A mixture of: sodium/potassium 7-[[[3-[[4-((2-hydroxy-naphthyl)azo)phenyl]azo]phenyl]sulfonyl]amino]-naphthalene-1,3-disulfonate

Administrative data

Endpoint:

acute toxicity: dermal

Type of information:

experimental study

Adequacy of study:

key study

Study period:

01 April 1992 to 01 September 1992

Reliability:

1 (reliable without restriction)

Rationale for reliability incl. deficiencies:

guideline study

Data source

Materials and methods

GLP compliance:

yes (incl. QA statement)

Test type:

standard acute method

Limit test:

yes

Test material

Specific details on test material used for the study:

Test article: FAT 45155/B
Trade name: ERIONYL ROT HT 3728
Batch No.: HT 3728/TV 1
Purity: 60 - 70 %
Physical properties: powder; dark red
Storage conditions: room temperature; keep dark
Validity: May 15, 1997

Test animals

Species:

rat

Strain:

other: Tif: RAI f (SPF)

Sex:

male/female

Details on test animals or test system and environmental conditions:

TEST ANIMALS
- Source: CIBA-GEIGY Limited Animal Production 4332 Stein/ Swizerland
- Age at study initiation: Young adult rats
- Weight at study initiation: 210 - 265 g
- Housing: test animals were housed in Macrolon cages type 3, with standardized soft wood bedding.
- Diet: Rat diet (NAFAG 890 Tox, NAFAG, Gossau/SG, Switzerland) ad libitum
- Water: ad libitum
- Acclimation period: 5 days

ENVIRONMENTAL CONDITIONS
- Temperature (°C): 22 ±2
- Humidity (%): 55 ± 10
- Air changes (per hr): about 15 air changes per hour
- Photoperiod (hrs dark / hrs light): 12 hours/day light cycle

Administration / exposure

Type of coverage:

semiocclusive

Vehicle:

water

Details on dermal exposure:

TEST SITE
- Area of exposure: Back of rat
- % coverage: 10 %
- Type of wrap if used: Adhesive elastic bandage

REMOVAL OF TEST SUBSTANCE
- Washing (if done): Lukewarm water
- Time after start of exposure: 24 h

TEST MATERIAL
- Amount(s) applied (volume or weight with unit): 4 ml/kg

Duration of exposure:

24 h

Doses:

2000 mg/kg body weight

No. of animals per sex per dose:

10 test animals (5 males and 5 females)

Control animals:

no

Details on study design:

Approximately 24 hours before treatment an area on the back of the rat of at least 10 % of the body surface was shaved with an electric clipper. The test article was evenly dispersed on the skin. It was covered with a gauze-lined semiocclusive dressing fastened around the trunk with an adhesive elastic bandage. After 24 hours the dressing was removed and the skin was cleaned with lukewarm water. Thereafter the skin reaction was appraised repeatedly. All animals found spontaneously dead or been sacrificed (either for humane reasons or at the termination of the study) were subjected to a complete necropsy.
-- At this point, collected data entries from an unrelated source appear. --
//! Profile and definition registry.
//!
//! Resolution never fails: an absent or unknown id resolves to the built-in
//! default of that kind. Values are sanitized once, on insertion, so the
//! tick path can trust whatever it gets back.

use std::collections::HashMap;

use log::debug;
use serde::de::DeserializeOwned;
use serde::Deserialize;

use growth_core::definition::Definition;
use growth_core::enums::ProfileKind;
use growth_core::profiles::{ExplosionProfile, ForceProfile, FuseProfile, ParticleProfile};

/// Profiles keyed by id plus the fallback returned for unknown ids.
#[derive(Debug, Clone, Default)]
pub struct ProfileTable<P> {
    entries: HashMap<String, P>,
    fallback: P,
}

impl<P> ProfileTable<P> {
    pub fn len(&self) -> usize {
        self.entries.len()
    }

    pub fn is_empty(&self) -> bool {
        self.entries.is_empty()
    }

    pub fn contains(&self, id: &str) -> bool {
        self.entries.contains_key(id)
    }
}

/// A profile kind the registry can store and resolve.
pub trait Profile: Clone + Default + DeserializeOwned {
    const KIND: ProfileKind;

    /// Repair out-of-range values. Returns true if anything changed.
    fn sanitize(&mut self) -> bool;

    fn table(registry: &ProfileRegistry) -> &ProfileTable<Self>;

    fn table_mut(registry: &mut ProfileRegistry) -> &mut ProfileTable<Self>;
}

macro_rules! impl_profile {
    ($ty:ty, $kind:expr, $field:ident) => {
        impl Profile for $ty {
            const KIND: ProfileKind = $kind;

            fn sanitize(&mut self) -> bool {
                <$ty>::sanitize(self)
            }

            fn table(registry: &ProfileRegistry) -> &ProfileTable<Self> {
                &registry.$field
            }

            fn table_mut(registry: &mut ProfileRegistry) -> &mut ProfileTable<Self> {
                &mut registry.$field
            }
        }
    };
}

impl_profile!(ForceProfile, ProfileKind::Force, force);
impl_profile!(FuseProfile, ProfileKind::Fuse, fuse);
impl_profile!(ExplosionProfile, ProfileKind::Explosion, explosion);
impl_profile!(ParticleProfile, ProfileKind::Particle, particle);

/// Snapshot of every definition and profile known to the host.
#[derive(Debug, Clone)]
pub struct ProfileRegistry {
    definitions: HashMap<String, Definition>,
    fallback_definition: Definition,
    force: ProfileTable<ForceProfile>,
    fuse: ProfileTable<FuseProfile>,
    explosion: ProfileTable<ExplosionProfile>,
    particle: ProfileTable<ParticleProfile>,
}

impl Default for ProfileRegistry {
    fn default() -> Self {
        Self::new()
    }
}

/// On-disk shape of a registry document. Every section is optional.
#[derive(Debug, Default, Deserialize)]
#[serde(default)]
struct RegistryDocument {
    definitions: HashMap<String, Definition>,
    force: HashMap<String, ForceProfile>,
    fuse: HashMap<String, FuseProfile>,
    explosion: HashMap<String, ExplosionProfile>,
    particle: HashMap<String, ParticleProfile>,
}

impl ProfileRegistry {
    pub fn new() -> Self {
        Self {
            definitions: HashMap::new(),
            fallback_definition: Definition::inert(),
            force: ProfileTable::default(),
            fuse: ProfileTable::default(),
            explosion: ProfileTable::default(),
            particle: ProfileTable::default(),
        }
    }

    /// Parse a JSON registry document.
    pub fn from_json(json: &str) -> Result<Self, String> {
        let doc: RegistryDocument =
            serde_json::from_str(json).map_err(|e| format!("Failed to parse registry: {e}"))?;
        let mut registry = Self::new();
        // Sorted so sanitize logs come out in a stable order.
        let mut definitions: Vec<_> = doc.definitions.into_iter().collect();
        definitions.sort_by(|a, b| a.0.cmp(&b.0));
        for (id, mut definition) in definitions {
            definition.id = id;
            registry.insert_definition(definition);
        }
        registry.insert_all(doc.force);
        registry.insert_all(doc.fuse);
        registry.insert_all(doc.explosion);
        registry.insert_all(doc.particle);
        Ok(registry)
    }

    fn insert_all<P: Profile>(&mut self, profiles: HashMap<String, P>) {
        let mut profiles: Vec<_> = profiles.into_iter().collect();
        profiles.sort_by(|a, b| a.0.cmp(&b.0));
        for (id, profile) in profiles {
            self.insert(id, profile);
        }
    }

    /// Resolve a profile of kind `P`. Absent or unknown ids yield the default.
    pub fn resolve<P: Profile>(&self, id: Option<&str>) -> &P {
        let table = P::table(self);
        match id {
            Some(id) => match table.entries.get(id) {
                Some(profile) => profile,
                None => {
                    debug!(
                        "Unknown {} profile '{id}', using default",
                        P::KIND.as_str()
                    );
                    &table.fallback
                }
            },
            None => &table.fallback,
        }
    }

    /// Like [`resolve`](Self::resolve) but keeps "no profile referenced" distinct.
    pub fn resolve_optional<P: Profile>(&self, id: Option<&str>) -> Option<&P> {
        id.map(|id| self.resolve::<P>(Some(id)))
    }

    pub fn insert<P: Profile>(&mut self, id: impl Into<String>, mut profile: P) {
        let id = id.into();
        if profile.sanitize() {
            debug!("Clamped out-of-range values in {} profile '{id}'", P::KIND.as_str());
        }
        P::table_mut(self).entries.insert(id, profile);
    }

    pub fn remove<P: Profile>(&mut self, id: &str) -> Option<P> {
        P::table_mut(self).entries.remove(id)
    }

    pub fn contains(&self, kind: ProfileKind, id: &str) -> bool {
        match kind {
            ProfileKind::Force => self.force.contains(id),
            ProfileKind::Fuse => self.fuse.contains(id),
            ProfileKind::Explosion => self.explosion.contains(id),
            ProfileKind::Particle => self.particle.contains(id),
        }
    }

    pub fn table<P: Profile>(&self) -> &ProfileTable<P> {
        P::table(self)
    }

    /// Resolve a definition by id, falling back to the inert definition.
    pub fn definition(&self, id: &str) -> &Definition {
        match self.definitions.get(id) {
            Some(definition) => definition,
            None => {
                debug!("Unknown definition '{id}', using inert fallback");
                &self.fallback_definition
            }
        }
    }

    pub fn insert_definition(&mut self, mut definition: Definition) {
        if definition.sanitize() {
            debug!("Repaired out-of-range values in definition '{}'", definition.id);
        }
        self.definitions.insert(definition.id.clone(), definition);
    }

    pub fn remove_definition(&mut self, id: &str) -> Option<Definition> {
        self.definitions.remove(id)
    }

    pub fn definition_count(&self) -> usize {
        self.definitions.len()
    }
}
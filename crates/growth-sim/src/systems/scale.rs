//! Scale controller: bounded per-tick interpolation toward the target scale.

use growth_core::constants::{BASE_SCALE_STEP, SCALE_EPSILON};
use growth_core::definition::Definition;
use growth_core::state::MutableState;

/// Result of one scale step.
#[derive(Debug, Clone, Copy, PartialEq, Eq)]
pub enum ScaleStep {
    Unchanged,
    Moved,
}

/// Advance `current_scale` one step toward `target_scale`.
///
/// The step never overshoots the target and the result is always clamped to
/// the definition's range.
pub fn step(state: &mut MutableState, definition: &Definition) -> ScaleStep {
    state.previous_scale = state.current_scale;

    if state.scale_cooldown > 0 {
        state.scale_cooldown -= 1;
        return ScaleStep::Unchanged;
    }

    let diff = state.target_scale - state.current_scale;
    if diff.abs() < SCALE_EPSILON {
        let snapped = definition.clamp_scale(state.current_scale);
        if snapped != state.current_scale {
            state.current_scale = snapped;
            return ScaleStep::Moved;
        }
        return ScaleStep::Unchanged;
    }

    let max_step = BASE_SCALE_STEP * definition.rate_scale();
    let delta = diff.abs().min(max_step) * diff.signum();
    let next = definition.clamp_scale(state.current_scale + delta);
    if next == state.current_scale {
        return ScaleStep::Unchanged;
    }
    state.current_scale = next;
    ScaleStep::Moved
}

/// Growth progress of the current scale, in [0, 1].
pub fn growth_progress(state: &MutableState, definition: &Definition) -> f64 {
    definition.growth_progress(state.current_scale)
}

/// Interpolated scale for rendering between the previous and current tick.
pub fn render_scale(state: &MutableState, interpolation: f64) -> f64 {
    let t = if interpolation.is_finite() {
        interpolation.clamp(0.0, 1.0)
    } else {
        1.0
    };
    state.previous_scale + (state.current_scale - state.previous_scale) * t
}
Administration of the test article: one single dose
Dose level: 2000 mg/kg (males and females)
Total number of test animals: 10
Vehicle: distilled water
Volume applied: 4 ml/kg body weight
Observation period: 14 days

Statistics:

No data

Results and discussion

Mortality:

No mortalities occurred in this study.

Clinical signs:

other: Piloerection and hunched posture were seen, being common symptoms in acute dermal tests. At the application site, erythema was observed until day 7 in the males and day 9 in the females. The females developed necrosis. The animals recovered within 10 days

Gross pathology:

At necropsy, no deviations from normal morphology were found.

Other findings:

No data

Applicant's summary and conclusion

Interpretation of results:

GHS criteria not met

Conclusions:

The median lethal dose (LD50) of FAT 45155/B in rats after dermal application was greater than 2000 mg/kg.

Executive summary:

A GLP-compliant acute dermal toxicity study in Tif RAI f rats (5/sex) was carried out with FAT 45155/B and observed for a 14-day post-treatment observation period. The study was carried out according to OECD guideline 402. There was no mortality observed during the study. Piloerection and hunched posture were seen, being common symptoms in acute dermal tests. At the application site, erythema was observed until day 7 in the males and day 9 in the females. The females developed necrosis. The animals recovered within 10 days. The test article adhered to the skin until day 5 in males and day 6 in females. At necropsy, no deviations from normal morphology were found. Based on the study results, the median lethal dose (LD50) of FAT 45155/B in rats after dermal application was greater than 2000 mg/kg.